Finaly we had to leave to catch the plane back to cold, dark wet England.
So, what are my final thoughts? Not getting to Corona Falls and the giant anaconda lair was a blow. We intend to rectify this in a future expedition. On the upside we did turn up fascinating information on other cryptids.
The little red- faced men have never been recorded or written about anywhere else to my knowledge. They could be a type of tiny hominid related perhaps to Homo florisensis. They still seem to be about, but no one has ever studied them.

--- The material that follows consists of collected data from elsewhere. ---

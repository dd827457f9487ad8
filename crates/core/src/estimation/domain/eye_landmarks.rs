use ndarray::ArrayD;

use crate::shared::bounding_box::BoundingBox;
use crate::shared::crop::Crop;

/// Normalized eye centers inside a face crop.
#[derive(Clone, Copy, Debug, PartialEq)]
pub struct EyeLandmarks {
    pub left: (f32, f32),
    pub right: (f32, f32),
}

impl EyeLandmarks {
    /// Reads the first four values of a landmark tensor as
    /// `(left_x, left_y, right_x, right_y)`. Further points are ignored.
    pub fn from_output(output: &ArrayD<f32>) -> Result<Self, String> {
        let mut values = output.iter().copied();
        match (values.next(), values.next(), values.next(), values.next()) {
            (Some(lx), Some(ly), Some(rx), Some(ry)) => Ok(Self {
                left: (lx, ly),
                right: (rx, ry),
            }),
            _ => Err(format!(
                "landmark tensor of shape {:?} holds fewer than two points",
                output.shape()
            )),
        }
    }

    /// Eye boxes in the pixel space of a `width × height` face crop.
    pub fn eye_boxes(&self, width: u32, height: u32, half_size: i32) -> (BoundingBox, BoundingBox) {
        (
            eye_box(self.left, width, height, half_size),
            eye_box(self.right, width, height, half_size),
        )
    }
}

/// Square box around a normalized point. Never clamped to the crop.
fn eye_box(point: (f32, f32), width: u32, height: u32, half_size: i32) -> BoundingBox {
    let px = point.0 * width as f32;
    let py = point.1 * height as f32;
    let half = half_size as f32;
    BoundingBox::new(
        (px - half) as i32,
        (py - half) as i32,
        (px + half) as i32,
        (py + half) as i32,
    )
}

/// Both eye regions cut from one face crop. Boxes are in face-crop space.
#[derive(Clone, Debug, PartialEq)]
pub struct EyeCrops {
    pub left: Crop,
    pub right: Crop,
}
//! Gaze-driven pointer control.
//!
//! Each frame passes through face detection, facial landmarks, head pose and
//! gaze estimation. The resulting gaze vector moves the pointer; an optional
//! observer renders what each stage found.

pub mod control;
pub mod estimation;
pub mod inference;
pub mod pipeline;
pub mod shared;
pub mod video;
pub mod visualization;
use std::collections::BTreeMap;
use std::time::Duration;

use crate::shared::stage::Stage;

/// Accumulated inference time of one stage.
#[derive(Clone, Copy, Debug, Default, PartialEq, Eq)]
pub struct StageTiming {
    pub total: Duration,
    pub calls: u32,
}

impl StageTiming {
    pub fn average(&self) -> Duration {
        if self.calls == 0 {
            Duration::ZERO
        } else {
            self.total / self.calls
        }
    }
}

/// Session-wide inference latency per stage. Only grows.
#[derive(Clone, Debug, Default, PartialEq, Eq)]
pub struct StageLatency {
    stages: BTreeMap<Stage, StageTiming>,
}

impl StageLatency {
    pub fn record(&mut self, stage: Stage, duration: Duration) {
        let timing = self.stages.entry(stage).or_default();
        timing.total += duration;
        timing.calls += 1;
    }

    pub fn get(&self, stage: Stage) -> StageTiming {
        self.stages.get(&stage).copied().unwrap_or_default()
    }

    /// Sum over all stages.
    pub fn total(&self) -> Duration {
        self.stages.values().map(|t| t.total).sum()
    }

    pub fn iter(&self) -> impl Iterator<Item = (Stage, StageTiming)> + '_ {
        self.stages.iter().map(|(s, t)| (*s, *t))
    }
}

The di-di may be a bigger hominid, something related to the sasquatch perhaps. If a little foot can exist in Guyana, why not a bigfoot? Much of what is attached to them seems like universal folklore. They seem less common now than the pygmies. It seems when ever human habitation springs up they retreat further into the wilderness.
The water tiger, despite my initial suspicions, seems to be very different from the giant otter (Pteronura brasiliensis). It is social, aggressive and comes in several colour variations. It is a flesh- eating mammal of some kind, possibly a felid or mustelid.
Lastly the tiny caiman. This is intriguing and could constitute a whole new species. We need to gather more information and eyewitness accounts.
Guyana is a veritable menagerie of cryptids. Few expeditions have looked for these creatures befor so the country promises to be a fertile ground for research for many years to come.